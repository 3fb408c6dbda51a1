//! Validation failures surfaced by the turn-action authority.
//!
//! Every rejection happens before any delta is emitted, so a failed action
//! leaves the battle untouched.

use crate::defs::ItemId;
use crate::state::{AbilityId, PlayerId, Position, RuneId, ShopId, UnitId};

#[derive(Clone, Debug, PartialEq, Eq, thiserror::Error)]
pub enum ActionError {
    #[error("battle has not started")]
    BattleNotStarted,

    #[error("battle is already over")]
    BattleOver,

    #[error("it is not {0}'s turn")]
    NotYourTurn(PlayerId),

    #[error("unknown player {0}")]
    UnknownPlayer(PlayerId),

    #[error("unknown unit {0}")]
    UnknownUnit(UnitId),

    #[error("unit {0} is not controlled by the acting player")]
    NotYourUnit(UnitId),

    #[error("unit {0} is not a hero")]
    NotAHero(UnitId),

    #[error("unit {0} cannot act (dead or stunned)")]
    CannotAct(UnitId),

    #[error("unit {0} is rooted and cannot move")]
    Rooted(UnitId),

    #[error("unit {0} is silenced and cannot cast")]
    Silenced(UnitId),

    #[error("unit {0} is disarmed and cannot attack")]
    Disarmed(UnitId),

    #[error("no path from {from} to {to}")]
    NoPath { from: Position, to: Position },

    #[error("move costs {needed} but only {available} move points remain")]
    NotEnoughMovePoints { needed: i32, available: i32 },

    #[error("unit has no ability {0:?}")]
    UnknownAbility(AbilityId),

    #[error("ability {0:?} is passive and cannot be cast")]
    AbilityNotActive(AbilityId),

    #[error("ability {0:?} has no charges remaining")]
    NoChargesRemaining(AbilityId),

    #[error("{0} is not a legal target for this ability")]
    TargetingDoesNotFit(Position),

    #[error("action requires a target cell")]
    MissingTarget,

    #[error("a card was already used this turn")]
    CardAlreadyUsedThisTurn,

    #[error("hand index {0} is out of range")]
    InvalidHandIndex(usize),

    #[error("{0} is outside the player's deployment zone")]
    OutsideDeploymentZone(Position),

    #[error("cell {0} is occupied")]
    CellOccupied(Position),

    #[error("unknown rune {0:?}")]
    UnknownRune(RuneId),

    #[error("rune {0:?} was already picked up")]
    RuneConsumed(RuneId),

    #[error("unknown shop {0:?}")]
    UnknownShop(ShopId),

    #[error("{actor} is not adjacent to {target}")]
    NotAdjacent { actor: Position, target: Position },

    #[error("item {0} is not in stock")]
    ItemNotStocked(ItemId),

    #[error("item {item} costs {price} but the player has {gold} gold")]
    NotEnoughGold { item: ItemId, price: i32, gold: i32 },

    #[error("hero does not hold item {0}")]
    ItemNotOwned(ItemId),

    #[error("item {0} has no use effect")]
    ItemNotUsable(ItemId),

    /// A closed-enum identity had no entry in the definition tables.
    #[error("missing definition for {0}")]
    MissingDefinition(&'static str),
}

_ _ _ _ _

- Exercise details -
Copy each line containing the word "RuneId" from the data.

- Result of the task -
use crate::state::{AbilityId, PlayerId, Position, RuneId, ShopId, UnitId};
    UnknownRune(RuneId),
    RuneConsumed(RuneId),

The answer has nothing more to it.